━━━ Records

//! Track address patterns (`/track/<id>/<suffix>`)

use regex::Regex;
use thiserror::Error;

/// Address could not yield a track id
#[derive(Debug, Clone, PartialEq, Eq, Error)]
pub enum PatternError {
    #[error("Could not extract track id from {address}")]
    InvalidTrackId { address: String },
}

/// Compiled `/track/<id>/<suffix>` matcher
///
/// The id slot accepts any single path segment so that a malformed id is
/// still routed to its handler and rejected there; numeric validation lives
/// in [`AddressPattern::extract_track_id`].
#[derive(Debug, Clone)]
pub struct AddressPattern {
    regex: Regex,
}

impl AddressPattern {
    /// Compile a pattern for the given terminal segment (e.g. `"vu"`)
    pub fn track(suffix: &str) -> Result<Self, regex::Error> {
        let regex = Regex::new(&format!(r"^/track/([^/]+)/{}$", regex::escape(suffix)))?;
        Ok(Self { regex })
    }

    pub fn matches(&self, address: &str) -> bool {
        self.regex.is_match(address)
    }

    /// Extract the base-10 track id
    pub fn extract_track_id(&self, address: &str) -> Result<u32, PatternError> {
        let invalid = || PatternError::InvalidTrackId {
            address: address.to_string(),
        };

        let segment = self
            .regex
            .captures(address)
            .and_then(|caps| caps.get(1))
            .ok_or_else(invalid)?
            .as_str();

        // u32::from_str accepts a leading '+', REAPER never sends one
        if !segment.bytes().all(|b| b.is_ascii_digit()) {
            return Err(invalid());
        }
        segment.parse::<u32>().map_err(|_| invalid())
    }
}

━━━━━━

Description of the task:
Output the data exactly, from the first line through the line that holds "pub fn matches(&self, address: &str)", so that no later line appears.

Result for this exercise:
//! Track address patterns (`/track/<id>/<suffix>`)

use regex::Regex;
use thiserror::Error;

/// Address could not yield a track id
#[derive(Debug, Clone, PartialEq, Eq, Error)]
pub enum PatternError {
    #[error("Could not extract track id from {address}")]
    InvalidTrackId { address: String },
}

/// Compiled `/track/<id>/<suffix>` matcher
///
/// The id slot accepts any single path segment so that a malformed id is
/// still routed to its handler and rejected there; numeric validation lives
/// in [`AddressPattern::extract_track_id`].
#[derive(Debug, Clone)]
pub struct AddressPattern {
    regex: Regex,
}

impl AddressPattern {
    /// Compile a pattern for the given terminal segment (e.g. `"vu"`)
    pub fn track(suffix: &str) -> Result<Self, regex::Error> {
        let regex = Regex::new(&format!(r"^/track/([^/]+)/{}$", regex::escape(suffix)))?;
        Ok(Self { regex })
    }

    pub fn matches(&self, address: &str) -> bool {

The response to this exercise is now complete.